• _What you will do_:
Extract every line below that contains the word "back".

• _Supplied records_:
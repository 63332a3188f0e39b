use crate::error::{CatalogError, CatalogResult};
use crate::logic::resolve::{resolve_category_in_company, resolve_product_in_category};
use crate::model::{Id, NewProduct, Product, ProductUpdate};
use crate::store::traits::Store;

/// Product CRUD, always addressed through the company -> category path.
pub struct ProductOps;

impl ProductOps {
    pub async fn list<S: Store>(
        store: &S,
        company_id: Id,
        category_id: Id,
    ) -> CatalogResult<Vec<Product>> {
        let category = resolve_category_in_company(store, company_id, category_id).await?;
        if category.products.is_empty() {
            return Err(CatalogError::NoProducts(category_id));
        }
        let mut products = Vec::with_capacity(category.products.len());
        for product_id in &category.products {
            let product = store
                .get_product(*product_id)
                .await?
                .ok_or(CatalogError::ProductNotFound(*product_id))?;
            products.push(product);
        }
        Ok(products)
    }

    pub async fn create<S: Store>(
        store: &S,
        company_id: Id,
        category_id: Id,
        new: NewProduct,
    ) -> CatalogResult<Product> {
        resolve_category_in_company(store, company_id, category_id).await?;
        validate(&new)?;
        if store.find_product_by_name(&new.name).await?.is_some() {
            return Err(CatalogError::ProductExists(new.name));
        }
        // Product row and its back-reference are written as one unit.
        Ok(store.insert_product(new, category_id).await?)
    }

    pub async fn get<S: Store>(
        store: &S,
        company_id: Id,
        category_id: Id,
        product_id: Id,
    ) -> CatalogResult<Product> {
        resolve_product_in_category(store, company_id, category_id, product_id).await
    }

    /// Replace name/price/dates. The owning category is part of the address,
    /// not of the payload, so it cannot change here.
    pub async fn update<S: Store>(
        store: &S,
        company_id: Id,
        category_id: Id,
        product_id: Id,
        fields: ProductUpdate,
    ) -> CatalogResult<Product> {
        resolve_product_in_category(store, company_id, category_id, product_id).await?;
        validate(&fields)?;
        if let Some(existing) = store.find_product_by_name(&fields.name).await? {
            if existing.id != product_id {
                return Err(CatalogError::ProductExists(fields.name));
            }
        }
        if !store.update_product(product_id, &fields).await? {
            return Err(CatalogError::ProductNotFound(product_id));
        }
        store
            .get_product(product_id)
            .await?
            .ok_or(CatalogError::ProductNotFound(product_id))
    }

    pub async fn delete<S: Store>(
        store: &S,
        company_id: Id,
        category_id: Id,
        product_id: Id,
    ) -> CatalogResult<()> {
        resolve_product_in_category(store, company_id, category_id, product_id).await?;
        if !store.delete_product(product_id).await? {
            return Err(CatalogError::ProductNotFound(product_id));
        }
        Ok(())
    }
}

fn validate(product: &NewProduct) -> CatalogResult<()> {
    if product.price < 0.0 {
        return Err(CatalogError::InvalidProduct(
            "price must not be negative".to_string(),
        ));
    }
    if product.expiry_date < product.mfg_date {
        return Err(CatalogError::InvalidProduct(
            "expiry date precedes manufacture date".to_string(),
        ));
    }
    Ok(())
}
use crate::model::{
    Category, CategoryUpdate, Company, CompanyUpdate, Id, NewCategory, NewCompany, NewProduct,
    Product, ProductUpdate,
};
use anyhow::Result;

#[async_trait::async_trait]
pub trait CompanyStore: Send + Sync {
    async fn list_companies(&self) -> Result<Vec<Company>>;
    async fn get_company(&self, id: Id) -> Result<Option<Company>>;
    async fn find_company_by_name(&self, name: &str) -> Result<Option<Company>>;
    async fn insert_company(&self, new: NewCompany) -> Result<Company>;
    /// Replace the scalar fields of a company in place. Returns false when no
    /// company has that id; the category set is not touched.
    async fn update_company(&self, id: Id, fields: &CompanyUpdate) -> Result<bool>;
    /// Delete a company and its category links. Categories themselves survive.
    async fn delete_company(&self, id: Id) -> Result<bool>;
}

#[async_trait::async_trait]
pub trait CategoryStore: Send + Sync {
    async fn get_category(&self, id: Id) -> Result<Option<Category>>;
    async fn find_category_by_name(&self, name: &str) -> Result<Option<Category>>;
    /// Insert a category and its owning company link as one atomic unit.
    async fn insert_category(&self, new: NewCategory, company_id: Id) -> Result<Category>;
    async fn update_category(&self, id: Id, fields: &CategoryUpdate) -> Result<bool>;
    /// Delete a category, its company links and its products in one unit.
    async fn delete_category(&self, id: Id) -> Result<bool>;
}

#[async_trait::async_trait]
pub trait ProductStore: Send + Sync {
    async fn get_product(&self, id: Id) -> Result<Option<Product>>;
    async fn find_product_by_name(&self, name: &str) -> Result<Option<Product>>;
    /// Insert a product already attached to its owning category.
    async fn insert_product(&self, new: NewProduct, category_id: Id) -> Result<Product>;
    async fn update_product(&self, id: Id, fields: &ProductUpdate) -> Result<bool>;
    async fn delete_product(&self, id: Id) -> Result<bool>;
}

/// Atomic relationship mutations. These are the only writers of the
/// company-category join index and the product back-reference; entity reads
/// assemble their relationship sets from the same state, so both sides of an
/// edge can never disagree.
#[async_trait::async_trait]
pub trait LinkStore: Send + Sync {
    /// Add the company-category edge. Idempotent: linking an existing edge is
    /// a no-op.
    async fn link_category(&self, company_id: Id, category_id: Id) -> Result<()>;
    /// Remove the company-category edge. Returns false when the edge did not
    /// exist.
    async fn unlink_category(&self, company_id: Id, category_id: Id) -> Result<bool>;
    /// Point the product's back-reference at the category.
    async fn attach_product(&self, category_id: Id, product_id: Id) -> Result<()>;
    /// Clear the product's back-reference. Returns false when the product was
    /// not attached to that category.
    async fn detach_product(&self, category_id: Id, product_id: Id) -> Result<bool>;
}

pub trait Store: CompanyStore + CategoryStore + ProductStore + LinkStore + Send + Sync {}
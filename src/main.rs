use axum::serve;
use catalog_api::api::routes::create_router;
use catalog_api::config::AppConfig;
use catalog_api::seed;
use catalog_api::store::PostgresStore;
use std::sync::Arc;
use tokio::net::TcpListener;

#[tokio::main]
async fn main() -> anyhow::Result<()> {
    // Load environment variables from .env file if it exists
    dotenvy::dotenv().ok();

    // Initialize logging with explicit filter to suppress sqlx debug logs
    use env_logger::Builder;
    use log::LevelFilter;

    Builder::new()
        .filter_level(LevelFilter::Info)
        .filter_module("sqlx", LevelFilter::Warn)
        .init();

    log::info!("Catalog API: company/category/product catalog server");

    // Load configuration
    let config = AppConfig::load()?;
    log::info!(
        "Configuration loaded: server={}:{}",
        config.server.host,
        config.server.port
    );

    log::info!("Connecting to PostgreSQL...");
    let database_url = config.database_url()?;
    let postgres_store = PostgresStore::new(&database_url, config.max_connections()).await?;

    log::info!("Running database migrations...");
    postgres_store.migrate().await?;

    let store = Arc::new(postgres_store);

    // Load seed data for demonstration (optional)
    if std::env::var("LOAD_SEED_DATA").unwrap_or_default() == "true" {
        log::info!("Loading seed data...");
        seed::load_seed_data(&*store).await?;
    }

    run_server(create_router().with_state(store), &config).await?;

    Ok(())
}

async fn run_server(app: axum::Router, config: &AppConfig) -> anyhow::Result<()> {
    let bind_address = config.server_address();
    let listener = TcpListener::bind(&bind_address).await?;
    log::info!("Catalog API server running on http://{}", bind_address);

    serve(listener, app).await?;

    Ok(())
}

• _Reply to the exercise_:
        // Product row and its back-reference are written as one unit.
/// company-category join index and the product back-reference; entity reads
    /// Point the product's back-reference at the category.
    /// Clear the product's back-reference. Returns false when the product was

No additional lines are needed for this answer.